Here’s something that’s been bothering me for ages. The so-called crisis in boy literacy. I call it a so-called crisis because there is no real crisis. After graduation, young men are finding better-paid work than young women. If boys aren’t going to university, it’s because they know they don’t have to. If there’s a crisis in reading, it’s because if boys aren’t reading they’re missing out on a prime opportunity to learn what it’s like to put yourself in someone else’s head. This is a crisis which falls back on girls, actually. Boys would benefit most from putting themselves in girls’ heads, and girls would benefit from boys doing that, too.

But how to get boys into reading? I’ve heard various opinions on that. Look at the best-seller charts to see these strategies in action:

  • Write books with mainly boy characters. Boys will only read if they can read about boys. Boys are naturally uninterested in girls and anything girls are likely to be doing.
  • When writing a book about a boy and a girl, alternate boy and girl points of view, and give the first chapter to the boy. This will reel boys in.
  • If you write children’s literature but you’ve been saddled with an unambiguously feminine name such as ‘Joanne’, go with your initials instead. Boys don’t want to be hearing from women. They hear enough from their mothers and teachers. Better if they can at least imagine you’re a man.

This is how we teach boys that girls are lesser. By trying to reel boys into reading, we’re symbolically annihilating the girls, making the entire situation turn in on itself, perpetuating a sexist culture.

Yet some writers who try these tricks are well-intentioned, in their own way. They might be trying to trick boys into reading what actually turns out to be a feminist text. Do writers go with firmly entrenched gendered reading culture, trying to overturn it sneakily, by tricking boys into reading stories which include a few girls, or do we reject this reality altogether?

THE DEFENCE OF SATIRE

An adult example of sexist characters who parody a certain mindset in the realworld: Silicon Valley. My husband works in IT and recognises the archetypes as depicted on this show. The characters are being satirised. In order to be satirised they need to be actively sexist. (The sexism on that show is complicated — often a gag starts out like it’s going to be sexist, and then the writers recapitulate, evading overt sexism altogether, or throwing it back on the viewer.)

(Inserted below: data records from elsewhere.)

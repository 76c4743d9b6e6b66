pub mod error;
pub mod port;
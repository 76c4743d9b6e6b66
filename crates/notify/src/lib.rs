//! # `buzz-notify` - 通知适配器
//!
//! 目前只有 SMTP 邮件一种投递方式。

pub mod email;
use buzz_core::notify::port::Notifier;
use buzz_notify::email::EmailNotifier;
use std::env;

/// # Summary
/// 集成测试：验证 Email 通知发送功能。
///
/// # Logic
/// 1. 加载 .env 环境变量。
/// 2. 从环境变量获取 SMTP 账号与收件人。
/// 3. 初始化 EmailNotifier。
/// 4. 发送测试邮件并断言结果。
#[tokio::test]
#[ignore] // 默认忽略，仅在手动测试时通过环境变量开启
async fn test_email_notification() -> anyhow::Result<()> {
    let _ = dotenvy::dotenv();
    let host = env::var("BUZZ_SMTP_HOST").unwrap_or_else(|_| "smtp.qq.com".to_string());
    let user = env::var("EMAIL_USER")?;
    let pass = env::var("EMAIL_PASS")?;
    let to = env::var("RECEIVER_EMAIL")?;

    let notifier = EmailNotifier::new(&host, 465, &user, &pass)?;
    notifier
        .notify(&to, "Buzz 测试", "这是一条来自 Email 集成测试的消息")
        .await?;

    Ok(())
}
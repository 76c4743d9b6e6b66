use async_trait::async_trait;
use buzz_core::common::tls::install_crypto_provider;
use buzz_core::notify::error::NotifyError;
use buzz_core::notify::port::Notifier;
use lettre::message::{Mailbox, Message, header::ContentType};
use lettre::transport::smtp::authentication::Credentials;
use lettre::{AsyncSmtpTransport, AsyncTransport, Tokio1Executor};
use tracing::info;

/// # Summary
/// 通过 SMTP 发送报警邮件的通知器（QQ 邮箱、Gmail 等）。
///
/// # Invariants
/// - 发件人即登录账号。
/// - 收件人在每次调用时传入，同一个通知器可以投递给不同地址。
/// - `AsyncSmtpTransport` 在多次投递间复用。
pub struct EmailNotifier {
    mailer: AsyncSmtpTransport<Tokio1Executor>,
    from: Mailbox,
}

impl EmailNotifier {
    /// # Summary
    /// 创建 `EmailNotifier`。
    ///
    /// # Logic
    /// 1. 校验发件地址格式。
    /// 2. 以隐式 TLS（`relay`）连接指定主机与端口，并附带登录凭据。
    ///
    /// # Arguments
    /// * `host` - SMTP 主机，如 `smtp.qq.com`。
    /// * `port` - SMTP 端口，隐式 TLS 通常为 465。
    /// * `user` - 登录账号，同时作为发件地址。
    /// * `pass` - 密码或授权码。
    ///
    /// # Returns
    /// * 主机或发件地址非法时返回 `NotifyError::Config`。
    pub fn new(host: &str, port: u16, user: &str, pass: &str) -> Result<Self, NotifyError> {
        install_crypto_provider();

        let from: Mailbox = user
            .parse()
            .map_err(|e| NotifyError::Config(format!("Invalid sender address: {}", e)))?;
        let creds = Credentials::new(user.to_string(), pass.to_string());

        let mailer = AsyncSmtpTransport::<Tokio1Executor>::relay(host)
            .map_err(|e| NotifyError::Config(format!("Invalid SMTP host: {}", e)))?
            .port(port)
            .credentials(creds)
            .build();

        Ok(Self { mailer, from })
    }
}

/// 构建纯文本邮件
pub(crate) fn build_message(from: &Mailbox, to: &str, subject: &str, content: &str) -> Result<Message, NotifyError> {
    let to: Mailbox = to
        .parse()
        .map_err(|e| NotifyError::Config(format!("Invalid recipient address: {}", e)))?;

    Message::builder()
        .from(from.clone())
        .to(to)
        .subject(subject)
        .header(ContentType::TEXT_PLAIN)
        .body(content.to_string())
        .map_err(|e| NotifyError::Platform(format!("Failed to build email: {}", e)))
}

#[async_trait]
impl Notifier for EmailNotifier {
    /// # Summary
    /// 发送一封报警邮件。
    ///
    /// # Logic
    /// 1. 构建纯文本邮件。
    /// 2. 通过 SMTP 会话投递，失败归类为 `Network`。
    async fn notify(&self, to: &str, subject: &str, content: &str) -> Result<(), NotifyError> {
        let email = build_message(&self.from, to, subject, content)?;

        self.mailer
            .send(email)
            .await
            .map_err(|e| NotifyError::Network(format!("SMTP error: {}", e)))?;

        info!("Email '{}' delivered to {}", subject, to);
        Ok(())
    }
}
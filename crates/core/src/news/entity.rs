use serde::{Deserialize, Serialize};

/// # Summary
/// 提及某只股票的一篇新闻。
#[derive(Debug, Clone, PartialEq, Serialize, Deserialize)]
pub struct Article {
    // 标题
    pub title: String,
    // 摘要 (部分数据源缺失)
    pub description: Option<String>,
}

impl Article {
    /// 用于情绪分析的文本：标题与摘要拼接
    pub fn text(&self) -> String {
        match self.description.as_deref().map(str::trim) {
            Some(desc) if !desc.is_empty() => format!("{}. {}", self.title.trim(), desc),
            _ => self.title.trim().to_string(),
        }
    }
}

/// # Summary
/// 未配置新闻数据源时使用的模拟热度数据。
#[derive(Debug, Clone, Copy, PartialEq, Serialize, Deserialize)]
pub struct SyntheticActivity {
    pub mentions: u64,
    pub sentiment_avg: f64,
    pub mentions_growth: f64,
}
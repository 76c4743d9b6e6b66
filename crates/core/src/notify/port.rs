use crate::notify::error::NotifyError;
use async_trait::async_trait;

/// # Summary
/// 向外部投递通知的接口定义。
///
/// # Invariants
/// - 实现必须是 `Send` 和 `Sync`。
/// - 投递为尽力而为：失败只返回错误，不做重试。
#[async_trait]
pub trait Notifier: Send + Sync {
    /// # Summary
    /// 向指定收件人发送带主题的通知。
    ///
    /// # Logic
    /// 1. 根据目标平台要求格式化消息。
    /// 2. 通过底层传输协议发送消息。
    ///
    /// # Arguments
    /// * `to`: 收件人地址。
    /// * `subject`: 通知标题。
    /// * `content`: 通知正文。
    ///
    /// # Returns
    /// * 成功返回 `Ok(())`。
    /// * 失败返回 `Err(NotifyError)`。
    async fn notify(&self, to: &str, subject: &str, content: &str) -> Result<(), NotifyError>;
}
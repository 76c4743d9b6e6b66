pub mod time;
pub mod tls;

/// # Summary
/// 将浮点数四舍五入到小数点后两位（远离零方向）。
///
/// # Arguments
/// * `value`: 原始数值。
///
/// # Returns
/// 保留两位小数的数值。
pub fn round2(value: f64) -> f64 {
    (value * 100.0).round() / 100.0
}

/// # Summary
/// 规范化股票代码。
///
/// # Logic
/// 1. 去除首尾空白与引号。
/// 2. 统一转为大写。
/// 3. 空字符串视为无效。
///
/// # Arguments
/// * `raw`: 用户输入或文件中的原始代码。
///
/// # Returns
/// 合法时返回 `Some(代码)`，否则返回 `None`。
pub fn normalize_ticker(raw: &str) -> Option<String> {
    let symbol = raw.trim().trim_matches('"').trim().to_uppercase();
    if symbol.is_empty() || symbol.chars().any(char::is_whitespace) {
        return None;
    }
    Some(symbol)
}

#[cfg(test)]
mod tests {
    use super::*;

    #[test]
    fn test_round2() {
        assert_eq!(round2(0.899_999_9), 0.9);
        assert_eq!(round2(1.234), 1.23);
        assert_eq!(round2(-0.456), -0.46);
    }

    #[test]
    fn test_normalize_ticker() {
        assert_eq!(normalize_ticker(" nvda "), Some("NVDA".to_string()));
        assert_eq!(normalize_ticker("\"tsla\""), Some("TSLA".to_string()));
        assert_eq!(normalize_ticker("   "), None);
        assert_eq!(normalize_ticker("BRK B"), None);
    }
}
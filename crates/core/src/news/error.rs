use thiserror::Error;

/// # Summary
/// 新闻数据源错误枚举。
#[derive(Error, Debug)]
pub enum NewsError {
    /// 网络连接或传输错误
    #[error("Network error: {0}")]
    Network(String),
    /// 响应无法解析
    #[error("Parse error: {0}")]
    Parse(String),
    /// 数据源返回的错误 (如 Key 无效、限流)
    #[error("Provider error: {0}")]
    Provider(String),
}
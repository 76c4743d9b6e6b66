use crate::alert::entity::AlertConfig;
use crate::history::error::StoreError;
use async_trait::async_trait;

/// # Summary
/// 报警规则的本地读取接口。
#[async_trait]
pub trait AlertConfigStore: Send + Sync {
    /// # Summary
    /// 读取报警规则。
    ///
    /// # Returns
    /// 文件不存在时返回 `Ok(None)`，内容损坏时返回 `StoreError::Corrupt`。
    async fn load(&self) -> Result<Option<AlertConfig>, StoreError>;

    /// # Summary
    /// 覆盖写入报警规则。
    async fn save(&self, config: &AlertConfig) -> Result<(), StoreError>;
}
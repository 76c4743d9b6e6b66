//! # `buzz-store` - 持久化适配器
//!
//! - `csv_history`: 默认的平面 CSV 历史表。
//! - `sqlite_history`: 可选的 SQLite 历史表。
//! - `targets`: 单列 CSV 目标清单。
//! - `alert_config`: JSON 报警规则。

pub mod alert_config;
pub mod csv_history;
pub mod sqlite_history;
pub mod targets;

use buzz_core::config::{StorageConfig, StoreBackend};
use buzz_core::history::error::StoreError;
use buzz_core::history::port::HistoryStore;
use std::sync::Arc;

/// # Summary
/// 按配置打开历史表存储。
///
/// # Logic
/// 1. `csv` 后端：`{data_dir}/history.csv`。
/// 2. `sqlite` 后端：`{data_dir}/history.db`。
///
/// # Arguments
/// * `config`: 存储配置。
///
/// # Returns
/// 以 trait object 形式返回的存储实例。
pub async fn open_history_store(config: &StorageConfig) -> Result<Arc<dyn HistoryStore>, StoreError> {
    match config.backend {
        StoreBackend::Csv => Ok(Arc::new(csv_history::CsvHistoryStore::new(
            config.history_csv(),
        )?)),
        StoreBackend::Sqlite => Ok(Arc::new(
            sqlite_history::SqliteHistoryStore::open(config.history_db()).await?,
        )),
    }
}
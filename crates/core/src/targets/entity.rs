use crate::common::normalize_ticker;
use serde::{Deserialize, Serialize};

/// 目标清单缺失时使用的默认股票
pub const DEFAULT_TARGETS: [&str; 3] = ["NVDA", "AAPL", "TSLA"];
/// 清单文件表头
pub const TARGETS_HEADER: &str = "Ticker";

/// # Summary
/// 采集器需要处理的股票清单。
///
/// # Invariants
/// - 代码已规范化（大写、去空白）且不重复，保持输入顺序。
#[derive(Debug, Clone, PartialEq, Eq, Serialize, Deserialize)]
pub struct TargetList {
    tickers: Vec<String>,
}

impl Default for TargetList {
    fn default() -> Self {
        Self {
            tickers: DEFAULT_TARGETS.iter().map(|t| t.to_string()).collect(),
        }
    }
}

impl TargetList {
    /// # Summary
    /// 由任意代码序列构建清单。
    ///
    /// # Logic
    /// 1. 规范化每个代码，丢弃非法项。
    /// 2. 按首次出现顺序去重。
    pub fn new<I, S>(raw: I) -> Self
    where
        I: IntoIterator<Item = S>,
        S: AsRef<str>,
    {
        let mut tickers: Vec<String> = Vec::new();
        for symbol in raw.into_iter().filter_map(|s| normalize_ticker(s.as_ref())) {
            if !tickers.contains(&symbol) {
                tickers.push(symbol);
            }
        }
        Self { tickers }
    }

    /// # Summary
    /// 解析用户上传的清单文本。
    ///
    /// # Logic
    /// 1. 支持换行、逗号、分号分隔。
    /// 2. 忽略 `Ticker` / `Symbol` 表头（不区分大小写）。
    /// 3. 多列 CSV 只取每行第一列。
    ///
    /// # Arguments
    /// * `text`: 上传文件的完整文本。
    ///
    /// # Returns
    /// 解析得到的清单（可能为空）。
    pub fn parse_upload(text: &str) -> Self {
        let lines: Vec<&str> = text
            .lines()
            .map(|l| l.trim().trim_start_matches('\u{feff}'))
            .filter(|l| !l.is_empty())
            .collect();

        // 首行为带表头的多列 CSV 时，只取每行第一列
        let table_mode = lines
            .first()
            .map(|header| header.contains(',') && header.split(',').next().is_some_and(is_header))
            .unwrap_or(false);

        let cells: Vec<&str> = if table_mode {
            lines.iter().filter_map(|l| l.split(',').next()).collect()
        } else {
            lines.iter().flat_map(|l| l.split([',', ';'])).collect()
        };
        Self::new(cells.into_iter().filter(|c| !is_header(c)))
    }

    /// 渲染为单列 CSV：`Ticker\n...`
    pub fn to_csv(&self) -> String {
        let mut out = String::from(TARGETS_HEADER);
        for ticker in &self.tickers {
            out.push('\n');
            out.push_str(ticker);
        }
        out
    }

    pub fn tickers(&self) -> &[String] {
        &self.tickers
    }

    pub fn is_empty(&self) -> bool {
        self.tickers.is_empty()
    }

    pub fn len(&self) -> usize {
        self.tickers.len()
    }
}

fn is_header(cell: &str) -> bool {
    let cell = cell.trim().trim_matches('"');
    cell.eq_ignore_ascii_case("ticker") || cell.eq_ignore_ascii_case("symbol")
}
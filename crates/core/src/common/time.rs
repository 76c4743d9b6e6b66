use chrono::{Local, NaiveDate};
use std::sync::RwLock;

/// # Summary
/// 日期供给器接口，隔离系统时钟。
/// 采集器通过此接口决定当日记录的日期键。
pub trait TimeProvider: Send + Sync {
    /// 获取当前日历日
    fn today(&self) -> NaiveDate;
}

/// # Summary
/// 真实时钟，返回本地时区的当前日期。
pub struct RealTimeProvider;

impl TimeProvider for RealTimeProvider {
    fn today(&self) -> NaiveDate {
        Local::now().date_naive()
    }
}

/// # Summary
/// 测试专用的虚拟时钟，允许手动拨动日期。
///
/// # Invariants
/// - 并发安全：内部利用 `RwLock` 保护当前日期。
pub struct FakeClockProvider {
    current_date: RwLock<NaiveDate>,
}

impl FakeClockProvider {
    /// 使用指定的初始日期创建虚拟时钟
    pub fn new(initial_date: NaiveDate) -> Self {
        Self {
            current_date: RwLock::new(initial_date),
        }
    }

    /// 强制修改时钟的当前日期
    pub fn set_date(&self, new_date: NaiveDate) {
        let mut date = self
            .current_date
            .write()
            .unwrap_or_else(|poisoned| poisoned.into_inner());
        *date = new_date;
    }
}

impl TimeProvider for FakeClockProvider {
    fn today(&self) -> NaiveDate {
        *self
            .current_date
            .read()
            .unwrap_or_else(|poisoned| poisoned.into_inner())
    }
}
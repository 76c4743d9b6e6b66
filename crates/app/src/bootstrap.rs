//! # 依赖组装
//!
//! 纯粹的 DI 容器：按 `AppConfig` 实例化具体实现，通过 `Arc<dyn Trait>`
//! 注入到 `buzz-manager` 的服务中。服务层不知道任何具体实现。

use crate::error::AppError;
use buzz_api::server::AppState;
use buzz_core::common::time::RealTimeProvider;
use buzz_core::config::AppConfig;
use buzz_core::news::port::NewsProvider;
use buzz_core::notify::port::Notifier;
use buzz_core::sentiment::SentimentScorer;
use buzz_core::sync::port::RemoteSync;
use buzz_feed::newsapi::NewsApiProvider;
use buzz_feed::synthetic::RandomActivitySimulator;
use buzz_feed::vader::VaderModel;
use buzz_feed::yahoo::YahooQuoteProvider;
use buzz_manager::alert::{AlertDefaults, AlertService};
use buzz_manager::collector::{CollectorDeps, CollectorOptions, CollectorService};
use buzz_manager::dashboard::DashboardService;
use buzz_notify::email::EmailNotifier;
use buzz_store::alert_config::JsonAlertConfigStore;
use buzz_store::open_history_store;
use buzz_store::targets::CsvTargetStore;
use buzz_sync::github::GithubContentSync;
use std::sync::Arc;
use std::time::Duration;
use tracing::{info, warn};

/// # Summary
/// 组装采集服务。
///
/// # Logic
/// 1. 报价固定使用 Yahoo Finance。
/// 2. 配置了 `NEWS_API_KEY` 时接入 NewsAPI + VADER，否则只使用模拟数据。
/// 3. 历史表后端按 `storage.backend` 选择。
pub async fn collector(cfg: &AppConfig) -> Result<CollectorService, AppError> {
    let quotes = YahooQuoteProvider::new().map_err(|e| AppError::Init(format!("quote provider: {}", e)))?;

    let news: Option<Arc<dyn NewsProvider>> = match &cfg.collector.news_api_key {
        Some(key) => {
            info!("NEWS_API_KEY found, collecting real news activity");
            let provider =
                NewsApiProvider::new(key.clone()).map_err(|e| AppError::Init(format!("news provider: {}", e)))?;
            Some(Arc::new(provider))
        }
        None => {
            warn!("NEWS_API_KEY not set, social activity will be simulated");
            None
        }
    };

    let deps = CollectorDeps {
        quotes: Arc::new(quotes),
        news,
        scorer: SentimentScorer::new(Arc::new(VaderModel::new())),
        simulator: Arc::new(RandomActivitySimulator::new()),
        history: open_history_store(&cfg.storage).await?,
        targets: Arc::new(CsvTargetStore::new(cfg.storage.targets_csv())),
        clock: Arc::new(RealTimeProvider),
    };
    let options = CollectorOptions {
        weights: cfg.scoring,
        fallback_price: cfg.collector.fallback_price,
        request_delay: Duration::from_millis(cfg.collector.request_delay_ms),
    };

    Ok(CollectorService::new(deps, options))
}

/// # Summary
/// 组装报警检查服务。
///
/// # Logic
/// 1. `EMAIL_USER` 与 `EMAIL_PASS` 都存在时创建 SMTP 通知器，否则留空，由服务在需要投递时报错。
/// 2. 本地 `config.json` 作为阈值与收件人的覆盖来源。
pub async fn alert_service(cfg: &AppConfig) -> Result<AlertService, AppError> {
    let notifier: Option<Arc<dyn Notifier>> = match (&cfg.alert.email_user, &cfg.alert.email_pass) {
        (Some(user), Some(pass)) => {
            let email = EmailNotifier::new(&cfg.alert.smtp_host, cfg.alert.smtp_port, user, pass)
                .map_err(|e| AppError::Config(e.to_string()))?;
            Some(Arc::new(email))
        }
        _ => None,
    };

    Ok(AlertService::new(
        open_history_store(&cfg.storage).await?,
        notifier,
        Arc::new(JsonAlertConfigStore::new(cfg.storage.alert_config_json())),
        AlertDefaults {
            threshold: cfg.alert.threshold,
            receiver_email: cfg.alert.receiver_email.clone(),
            weights: cfg.scoring,
        },
    ))
}

/// # Summary
/// 组装控制面板的共享状态。
///
/// # Logic
/// 1. `GH_TOKEN` 与 `REPO_NAME` 都存在时启用远端同步，否则写操作返回 503。
pub async fn dashboard_state(cfg: &AppConfig) -> Result<AppState, AppError> {
    let sync: Option<Arc<dyn RemoteSync>> = match (&cfg.sync.gh_token, &cfg.sync.repo_name) {
        (Some(token), Some(repo)) => {
            let github = GithubContentSync::new(token.clone(), repo.clone())
                .map_err(|e| AppError::Config(e.to_string()))?;
            info!("Remote sync enabled for {}", repo);
            Some(Arc::new(github))
        }
        _ => {
            warn!("GH_TOKEN / REPO_NAME not set, target and alert edits are disabled");
            None
        }
    };

    let history = open_history_store(&cfg.storage).await?;
    Ok(AppState {
        dashboard: Arc::new(DashboardService::new(history, sync)),
        default_weights: cfg.scoring,
    })
}
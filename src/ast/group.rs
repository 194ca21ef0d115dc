use super::predicate::{FilterSyntaxError, Predicate};

/// Parenthesized list of predicates.
///
/// `or` decides how the group joins the group before it; `inner_or` is the
/// default combinator between its predicates, overridden per predicate by a
/// combinator hint.
#[derive(Debug, Clone, Default, PartialEq, Eq)]
pub struct FilterGroup {
    pub predicates: Vec<Predicate>,
    pub or: bool,
    pub inner_or: bool,
}

impl FilterGroup {
    pub fn new(or: bool, inner_or: bool) -> Self {
        FilterGroup {
            predicates: Vec::new(),
            or,
            inner_or,
        }
    }

    /// Build a group from hand-written `key=value` filters.
    pub fn parse<I, S>(queries: I, or: bool, inner_or: bool) -> Result<Self, FilterSyntaxError>
    where
        I: IntoIterator<Item = S>,
        S: AsRef<str>,
    {
        let predicates = queries
            .into_iter()
            .map(|q| q.as_ref().parse::<Predicate>())
            .collect::<Result<Vec<_>, _>>()?;
        Ok(FilterGroup {
            predicates,
            or,
            inner_or,
        })
    }

    pub fn push(&mut self, predicate: Predicate) {
        self.predicates.push(predicate);
    }

    pub fn is_empty(&self) -> bool {
        self.predicates.is_empty()
    }
}
//! CLI support for aipsql
//!
//! Provides programmatic access to the `aipsql` subcommands so other tools
//! can compile filters the same way the binary does.

mod compile;
mod convert;

pub use compile::{execute_compile, execute_tokens, CompileOptions, CompileResult};
pub use convert::{fragment_to_json, token_to_json, value_to_json};

use std::io;

use thiserror::Error;

/// Errors that can occur during CLI operations
#[derive(Debug, Error)]
pub enum CliError {
    #[error("Lex error: {0}")]
    Lex(#[from] crate::LexError),

    #[error("Compile error: {0}")]
    Compile(#[from] crate::CompileError),

    #[error("Render error: {0}")]
    Render(#[from] crate::RenderError),

    #[error("Query error: {0}")]
    Query(#[from] crate::QueryError),

    #[error("{0}")]
    Config(#[from] crate::ConfigError),

    #[error("IO error: {0}")]
    Io(#[from] io::Error),

    #[error("Invalid JSON: {0}")]
    Json(#[from] serde_json::Error),

    #[error("No filter provided. Pass it as an argument or pipe it to stdin.")]
    NoInput,
}
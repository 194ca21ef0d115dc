//! # Filter Syntax Tree
//!
//! Types shared by the lexer, the filter compiler and the SQL renderer.
//!
//! ## Architecture Overview
//!
//! - **[tokens]** - Lexical tokens of the AIP-160 filter grammar
//! - **[operators]** - SQL operators and the `__hint` suffixes naming them
//! - **[predicate]** - Single `column <op> operand` comparisons
//! - **[group]** - Parenthesized predicate lists
//!
//! ## From filter to SQL
//!
//! ```text
//! (status = 1 OR title:"draft") AND -(tags:"archived")
//! ```
//!
//! compiles to two groups:
//!
//! ```text
//! [status=:status_aip160_, title__ilike__or=%:title__ilike__or_aip160_%]
//! AND [tags__nin__and=:tags__nin__and_aip160_]
//! ```
//!
//! which render (with `tags` declared as an array column) as:
//!
//! ```text
//! ("M"."status" = $1 OR "M"."title" ILIKE '%' || $2 || '%') AND ($3 != ALL("M"."tags"))
//! ```
//!
//! ## Hint suffixes
//!
//! Hand-written filters use the same keys the compiler produces:
//!
//! | suffix | SQL |
//! |---|---|
//! | (none), `__eq` | `=` |
//! | `__ne` | `!=` |
//! | `__lt`, `__lte`, `__gt`, `__gte` | `<`, `<=`, `>`, `>=` |
//! | `__in`, `__nin` | `= ANY($n)`, `!= ALL($n)`, `IN (subquery)` |
//! | `__like`, `__nlike`, `__ilike`, `__nilike` | `LIKE`, `NOT LIKE`, ... |
//! | `__null`, `__notnull` | `IS NULL`, `IS NOT NULL` |
//! | `__or`, `__and` | combinator with the previous predicate |
pub mod group;
pub mod operators;
pub mod predicate;
pub mod tokens;

pub use group::FilterGroup;
pub use operators::{Hint, Joiner, Operator};
pub use predicate::{FilterSyntaxError, Operand, Predicate};
pub use tokens::{Comparator, LiteralKind, Token};
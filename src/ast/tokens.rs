use std::fmt;

use serde::{Deserialize, Serialize};

/// Literal kinds recognized by the lexer.
///
/// The kind travels with the literal's raw text so the compiler can decode it
/// and so identifier policies can restrict which kinds a field accepts.
/// Displayed in upper case, the way policy errors report them.
#[derive(Debug, Clone, Copy, PartialEq, Eq, Hash, Serialize, Deserialize)]
#[serde(rename_all = "snake_case")]
pub enum LiteralKind {
    /// Quoted text
    ///
    /// # Examples
    /// ```text
    /// "hello"
    /// 'item*'
    /// ```
    String,

    /// Seconds with an `s` suffix
    ///
    /// # Examples
    /// ```text
    /// 20s
    /// 1.5s
    /// ```
    Duration,

    /// RFC 3339 date-time
    ///
    /// # Examples
    /// ```text
    /// 2020-01-01T00:00:00Z
    /// 2021-06-01T12:30:00.5+02:00
    /// ```
    Timestamp,

    /// Floating-point number
    Float,

    /// Signed integer
    Int,

    /// Unsigned integer, written with a `u` suffix
    ///
    /// # Examples
    /// ```text
    /// 42u
    /// ```
    #[serde(rename = "uint")]
    UInt,

    /// `true`
    True,

    /// `false`
    False,

    /// `null`
    Null,
}

impl fmt::Display for LiteralKind {
    fn fmt(&self, f: &mut fmt::Formatter<'_>) -> fmt::Result {
        let name = match self {
            LiteralKind::String => "STRING",
            LiteralKind::Duration => "DURATION",
            LiteralKind::Timestamp => "TIMESTAMP",
            LiteralKind::Float => "NUM_FLOAT",
            LiteralKind::Int => "NUM_INT",
            LiteralKind::UInt => "NUM_UINT",
            LiteralKind::True => "TRUE",
            LiteralKind::False => "FALSE",
            LiteralKind::Null => "NULL",
        };
        f.write_str(name)
    }
}

/// Comparison symbols of the filter grammar.
#[derive(Debug, Clone, Copy, PartialEq, Eq, Hash)]
pub enum Comparator {
    /// `=`
    Equals,
    /// `!=`
    NotEquals,
    /// `<`
    LessThan,
    /// `<=`
    LessEquals,
    /// `>=`
    GreaterEquals,
    /// `>`
    GreaterThan,
    /// `:` (has)
    Has,
}

impl fmt::Display for Comparator {
    fn fmt(&self, f: &mut fmt::Formatter<'_>) -> fmt::Result {
        let symbol = match self {
            Comparator::Equals => "=",
            Comparator::NotEquals => "!=",
            Comparator::LessThan => "<",
            Comparator::LessEquals => "<=",
            Comparator::GreaterEquals => ">=",
            Comparator::GreaterThan => ">",
            Comparator::Has => ":",
        };
        f.write_str(symbol)
    }
}

#[derive(Debug, Clone, PartialEq)]
pub enum Token {
    /// Field name, optionally qualified with a single table prefix
    ///
    /// # Examples
    /// ```text
    /// status
    /// create_time
    /// author.name
    /// ```
    Identifier(String),

    /// Literal value with its raw source text
    ///
    /// String literals keep their quotes and escapes; decoding is left to the
    /// compiler so that wildcard stars can be told apart from escaped ones.
    Literal { kind: LiteralKind, text: String },

    /// Comparison symbol
    Comparator(Comparator),

    /// Left parenthesis `(`
    LParen,

    /// Right parenthesis `)`
    RParen,

    /// `AND`
    And,

    /// `OR`
    Or,

    /// `NOT` or a leading `-`
    ///
    /// # Examples
    /// ```text
    /// NOT status = 1
    /// -(tags:"a")
    /// ```
    Not,

    /// `,`
    Comma,

    /// End of input
    Eof,
}

impl Token {
    pub fn literal(kind: LiteralKind, text: impl Into<String>) -> Self {
        Token::Literal {
            kind,
            text: text.into(),
        }
    }
}

impl fmt::Display for Token {
    fn fmt(&self, f: &mut fmt::Formatter<'_>) -> fmt::Result {
        match self {
            Token::Identifier(name) => write!(f, "{}", name),
            Token::Literal { text, .. } => write!(f, "{}", text),
            Token::Comparator(c) => write!(f, "{}", c),
            Token::LParen => write!(f, "("),
            Token::RParen => write!(f, ")"),
            Token::And => write!(f, "AND"),
            Token::Or => write!(f, "OR"),
            Token::Not => write!(f, "NOT"),
            Token::Comma => write!(f, ","),
            Token::Eof => write!(f, "end of input"),
        }
    }
}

A good example from the world of children’s literature is the Dogman series. I’ll take Lord of the Fleas as an example. The comic is metafictional — supposedly written by the two boys from Captain Underpants, an established franchise. The female characters in Dogman are tokenistic. There’s the reporter, who turns up to take notes mostly and as you can guess — writes about what the male characters have been up to. The fictional equivalent of a woman in a work meeting being asked to take notes. (Kids won’t interpret it like that, unless they’ve been asked to take notes in work meetings.) The doctor is coded as a man — which, fine, many doctors are men — and the nurse is referred to as ‘nurse lady’. (Don’t talk to me about how they’re actually animals and not really gendered at all. They’re gendered.) By referring to the nurse as ‘nurse lady’, the gender of the nurse is underscored — I would argue unnecessarily. But when writers create satire — or aim to — they have now created their own escape clause. This comic is being written by young boys who might well traditionally gendered roles in their stories, with little in the way of self-reflection and certainly with no mind to diversity. So any criticism of the narrow gender roles feels almost churlish and petty and ridiculous.

Paranorman is another good case study of that. Paranorman satirises the zombie genre, for adults, in which women are sexualised and terrified for our viewing pleasure. This aspect is a bit more subtle than watching an actual B-grade zombie flick, but it’s right there the whole time, under the surface and therefore — disturbingly, more insidious. The sexism then becomes ‘the water we’re swimming in’.

Where do you fall on this? Is satirical sexism fine, because all children are super smart and know satire every time they see it, because they’ve had enough life experience to pick every instance of it out? Or is satirical sexism just… sexism in a different costume?